A few things in this world have been marketed so seamlessly that consumers cannot think about one without the other.
There’s Disney and Mickey Mouse. Nike and Jordan (or Tiger). Volvo and Safety. Starbucks and Coffee. Susan G. Komen or Mary Kay and the color pink.
Branding is very successful when done right, which is why “staying true to the brand” is vital. And then there was LIVESTRONG. It was a global phenomenon because of an amazing story, a charismatic individual, and a yellow bracelet. Yeah, those were the days.
This week, the Austin-based cancer advocacy organization is looking to do it again with true PR strategy, but can they without … that guy?
In one of the most shameful acts in recent memory, Lance Armstrong finally caved and admitted he lied — to the cycling community and the world about his personal use and enterprise on doping for sport. Far more importantly, there was the cancer community he left in the dust. You have millions of people who hung up Lance Armstrong posters and even tattooed his plastic bracelet (sponsored by Nike) on their body.
And for what? Because he overcame cancer in a triumphant way.
Only, not so much. Now that he is disgraced and living somewhere in Texas, LIVESTRONG realized its time to get back on that bike and share its legacy. You know? Without that guy (at least visibly for now). Lance may have lied but people who beat cancer that have benefited from the research of LIVESTRONG was no falsehood.
In fact, it’s a tear-jerking, heart-wrenching reality that was greatly overlooked because of the actions of “Arm-not-so-strong.” It is why this focus and hire works.
Like so many other companies and non-profit organizations before it, LIVESTRONG is turning to PR strategy to separate itself from that guy’s exploits and ask America to focus on its own.
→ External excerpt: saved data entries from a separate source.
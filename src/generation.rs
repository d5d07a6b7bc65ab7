//! Tile generation: ratio-guided category choice, the desert-gap override and
//! the local placement rules.
//!
//! [`generate`] is a pure function of its arguments. Every draw comes from the
//! tile's keyed stream and the caller applies the result to the world.

use std::collections::HashMap;

use serde::{Deserialize, Serialize};

use crate::config::DifficultyProfile;
use crate::hex::Hex;
use crate::key_rng::{self, RandomStream};
use crate::terrain::{Category, TerrainType};

pub const DEFAULT_BIOME_FRACTION: f64 = 0.35;

/// Largest ring searched for the nearest Biome tile; past it the gap is infinite.
pub const NEAREST_BIOME_SCAN_RADIUS: u32 = 6;

/// Read access to tiles that already exist.
pub trait TileLookup {
    fn terrain_at(&self, hex: Hex) -> Option<TerrainType>;
}

impl TileLookup for HashMap<Hex, TerrainType> {
    fn terrain_at(&self, hex: Hex) -> Option<TerrainType> {
        self.get(&hex).copied()
    }
}

/// Generated tiles per category; feedback input for the category draw.
#[derive(Debug, Clone, Copy, Default, PartialEq, Eq, Serialize, Deserialize)]
pub struct RatioCounters {
    pub biome: u64,
    pub desert: u64,
}

impl RatioCounters {
    pub fn record(&mut self, category: Category) {
        match category {
            Category::Biome => self.biome += 1,
            Category::Desert => self.desert += 1,
        }
    }

    pub fn total(&self) -> u64 {
        self.biome + self.desert
    }

    pub fn biome_fraction(&self) -> f64 {
        match self.total() {
            0 => DEFAULT_BIOME_FRACTION,
            total => self.biome as f64 / total as f64,
        }
    }
}

/// Probability of drawing a Biome given the current biome fraction.
///
/// Keeps the long-run ratio inside a 30-40% biome band without clamping any
/// single draw.
pub fn biome_bias(fraction: f64) -> f64 {
    if fraction < 0.30 {
        0.55
    } else if fraction < 0.35 {
        0.45
    } else if fraction <= 0.40 {
        0.30
    } else {
        0.20
    }
}

#[derive(Debug, Clone, Copy, PartialEq, Eq)]
pub struct TileKey<'a> {
    pub seed: &'a str,
    pub move_id: u64,
    pub reroll_nonce: u32,
    pub coord: Hex,
}

impl TileKey<'_> {
    pub fn stream(&self) -> RandomStream {
        key_rng::stream_for(
            self.seed,
            self.move_id,
            self.reroll_nonce,
            self.coord.q,
            self.coord.r,
        )
    }
}

#[derive(Debug, Clone, Copy, PartialEq, Eq)]
pub enum LocalRule {
    /// Lac or Mer d'ombre with five or more identical neighbours.
    InlandSeaCap,
    /// Cité Fantôme with three or more identical neighbours.
    GhostCityCap,
    /// Same-category neighbours already at the profile's blob limit.
    BlobCap,
    /// Oasis touching a Biome, or a Biome touching an Oasis.
    OasisIsolation,
}

#[derive(Debug, Clone, Copy, PartialEq, Eq)]
pub struct Placement {
    pub terrain: TerrainType,
    /// The desert-gap override replaced a Desert draw.
    pub forced_biome: bool,
    /// Every candidate broke a rule and the first one was taken anyway.
    pub relaxed: bool,
}

pub fn generate(
    key: TileKey<'_>,
    view: &impl TileLookup,
    counters: &RatioCounters,
    profile: &DifficultyProfile,
) -> TerrainType {
    place(key, view, counters, profile).terrain
}

pub fn place(
    key: TileKey<'_>,
    view: &impl TileLookup,
    counters: &RatioCounters,
    profile: &DifficultyProfile,
) -> Placement {
    let mut stream = key.stream();

    let p_biome = biome_bias(counters.biome_fraction());
    let mut category = if stream.next_unit() < p_biome {
        Category::Biome
    } else {
        Category::Desert
    };

    let mut forced_biome = false;
    if category == Category::Desert {
        if let Some(max_gap) = profile.max_desert_gap {
            let gap_exceeded = match nearest_biome_distance(view, key.coord) {
                Some(distance) => distance > max_gap,
                None => true,
            };
            if gap_exceeded {
                category = Category::Biome;
                forced_biome = true;
            }
        }
    }

    let mut candidates = *category.types();
    stream.shuffle(&mut candidates);

    let fitting = candidates
        .iter()
        .copied()
        .find(|candidate| broken_rule(*candidate, key.coord, view, profile).is_none());
    let placement = Placement {
        terrain: fitting.unwrap_or(candidates[0]),
        forced_biome,
        relaxed: fitting.is_none(),
    };

    tracing::trace!(
        target: "hexmapper::generation",
        q = key.coord.q,
        r = key.coord.r,
        move_id = key.move_id,
        reroll_nonce = key.reroll_nonce,
        p_biome,
        terrain = placement.terrain.key(),
        forced_biome,
        relaxed = placement.relaxed,
        "generation.tile"
    );
    placement
}

/// Hex distance to the closest Biome tile, `None` if there is none within
/// [`NEAREST_BIOME_SCAN_RADIUS`].
///
/// The scan starts at ring 1: the target's own entry (present during a reroll)
/// must not count as its own neighbour.
pub fn nearest_biome_distance(view: &impl TileLookup, hex: Hex) -> Option<u32> {
    (1..=NEAREST_BIOME_SCAN_RADIUS).find(|radius| {
        hex.ring(*radius).any(|cell| {
            view.terrain_at(cell)
                .is_some_and(|t| t.category() == Category::Biome)
        })
    })
}

/// First local rule `candidate` would break at `hex`, if any.
pub fn broken_rule(
    candidate: TerrainType,
    hex: Hex,
    view: &impl TileLookup,
    profile: &DifficultyProfile,
) -> Option<LocalRule> {
    let around: Vec<TerrainType> = hex
        .neighbors()
        .into_iter()
        .filter_map(|n| view.terrain_at(n))
        .collect();
    let identical = around.iter().filter(|t| **t == candidate).count();

    if candidate.is_inland_sea() && identical >= 5 {
        return Some(LocalRule::InlandSeaCap);
    }
    if candidate == TerrainType::CiteFantome && identical >= 3 {
        return Some(LocalRule::GhostCityCap);
    }

    let category = candidate.category();
    if let Some(max_blob) = profile.max_blob(category) {
        let same_category = around.iter().filter(|t| t.category() == category).count();
        if same_category as u64 >= max_blob as u64 {
            return Some(LocalRule::BlobCap);
        }
    }

    if profile.isolate_oasis && category == Category::Biome {
        let touches_biome = around.iter().any(|t| t.category() == Category::Biome);
        let touches_oasis = around.contains(&TerrainType::Oasis);
        if (candidate == TerrainType::Oasis && touches_biome) || touches_oasis {
            return Some(LocalRule::OasisIsolation);
        }
    }

    None
}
According to a story in O’Dwyers, the company has hired Ellen Barry, “who advised Fortune 500 companies and others most recently as a senior managing director for Teneo Holdings, took up the post in late May at Livestrong [sic], which is working to regain major corporate backers.”
LIVESTRONG president and CEO Doug Ulman said Barry’s experience and connections will be an asset to the organization. “The relationships she built and unique perspectives she brings will be a major addition for all of the Foundation’s work as we continue to focus on improving the lives of people affected by cancer,” he said.
The corporate big donors are vital, with the fading away of Nike’s support. I mean, nothing against them, they support organizations through sports. No Lance, no swoosh. After the company raised more than $500M before 2010, its annual revenue plummeted to $47M in 2011 and then $38M in 2012.
As the son of a three-time cancer survivor (and the strongest woman I know), I want to see this organization live up to its name. With PR, it will.